Cathedral Peak se alza un poco apartado de la muralla principal del Drakensberg, una cima aislada de unos 3.004 metros en el centro del Berg, con un hotel de larga trayectoria a sus pies y toda una cordillera de picos puntiagudos detrás: el Bell, los Horns, el Mitre. Es uno de los rincones más caminados de las montañas, con senderos para todos los niveles abriéndose en abanico desde el valle, y sirve a la vez de base apacible y de objetivo serio.
Para la mayoría de la gente el reclamo es el senderismo fácil. Los caminos desde el Cathedral Peak Hotel y el campamento de Didima llevan a través del bosque hasta Rainbow Gorge, con su famoso peñasco encajado entre las paredes, hasta Doreen Falls y Mushroom Rock, y suben por Mike’s Pass por una amplia vista de la cordillera. El cercano Didima San Art Centre es el lugar para entender el arte rupestre que recorre el Berg, la mayor concentración de África, con visitas guiadas a las cuevas pintadas.

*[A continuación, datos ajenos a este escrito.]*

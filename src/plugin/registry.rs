use std::{collections::HashMap, path::Path};

use log::debug;

use super::{
    EXPERIMENT, ExperimentCtor, PluginErr, PluginUnit, RUNNER, Result, RunnerCtor, Symbol,
};

/// Plugin units addressable by the name of their experiment directory.
#[derive(Default)]
pub struct PluginRegistry {
    units: HashMap<String, PluginUnit>,
}

impl PluginRegistry {
    pub fn new() -> Self {
        Self::default()
    }

    /// Registers `unit` under its own name.
    pub fn register(&mut self, unit: PluginUnit) -> Result<()> {
        if self.units.contains_key(unit.name()) {
            return Err(PluginErr::DuplicateUnit(unit.name().to_string()));
        }

        debug!("registered plugin unit {:?}", unit.name());
        self.units.insert(unit.name().to_string(), unit);
        Ok(())
    }

    /// Looks up the unit of an experiment directory.
    ///
    /// # Args
    /// * `expdir` - An existing directory whose last component names the unit.
    ///
    /// # Returns
    /// The registered unit or a `PluginErr`.
    pub fn import_unit(&self, expdir: &Path) -> Result<&PluginUnit> {
        if !expdir.is_dir() {
            return Err(PluginErr::NotADirectory(expdir.to_path_buf()));
        }

        let name = unit_name(expdir)?;
        self.units
            .get(&name)
            .ok_or(PluginErr::UnknownUnit(name))
    }

    /// Resolves the `Experiment` and `Runner` constructors of an experiment directory.
    pub fn import_experiment_and_runner(
        &self,
        expdir: &Path,
    ) -> Result<(ExperimentCtor, RunnerCtor)> {
        let unit = self.import_unit(expdir)?;

        let experiment = match require(unit, EXPERIMENT)? {
            Symbol::Experiment(ctor) => ctor,
            other => return Err(wrong_kind(unit, EXPERIMENT, other, "experiment constructor")),
        };
        let runner = match require(unit, RUNNER)? {
            Symbol::Runner(ctor) => ctor,
            other => return Err(wrong_kind(unit, RUNNER, other, "runner constructor")),
        };

        Ok((experiment, runner))
    }
}

fn unit_name(expdir: &Path) -> Result<String> {
    let absolute = expdir
        .canonicalize()
        .map_err(|_| PluginErr::NotADirectory(expdir.to_path_buf()))?;

    absolute
        .file_name()
        .and_then(|name| name.to_str())
        .map(str::to_string)
        .ok_or_else(|| PluginErr::NotADirectory(expdir.to_path_buf()))
}

fn require(unit: &PluginUnit, symbol: &str) -> Result<Symbol> {
    unit.resolve(symbol).ok_or_else(|| PluginErr::MissingSymbol {
        unit: unit.name().to_string(),
        symbol: symbol.to_string(),
    })
}

fn wrong_kind(unit: &PluginUnit, symbol: &str, got: Symbol, expected: &'static str) -> PluginErr {
    debug!("{symbol:?} of {:?} is a {}", unit.name(), got.kind());
    PluginErr::WrongSymbolKind {
        unit: unit.name().to_string(),
        symbol: symbol.to_string(),
        expected,
    }
}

El pico en sí es el premio para los en forma y bien preparados. Es una de las pocas cimas importantes del Berg a las que puedes llegar sin cuerdas, pero que no quepa duda: es una jornada larga de unos veinte kilómetros, con una subida empinada y algo de trepada expuesta cerca de la cumbre, y el tiempo puede cambiar en una tarde. Ve con un guía del hotel, empieza con la primera luz, y la cima te recompensa con una vista despejada que cruza el alto Berg hacia Lesoto.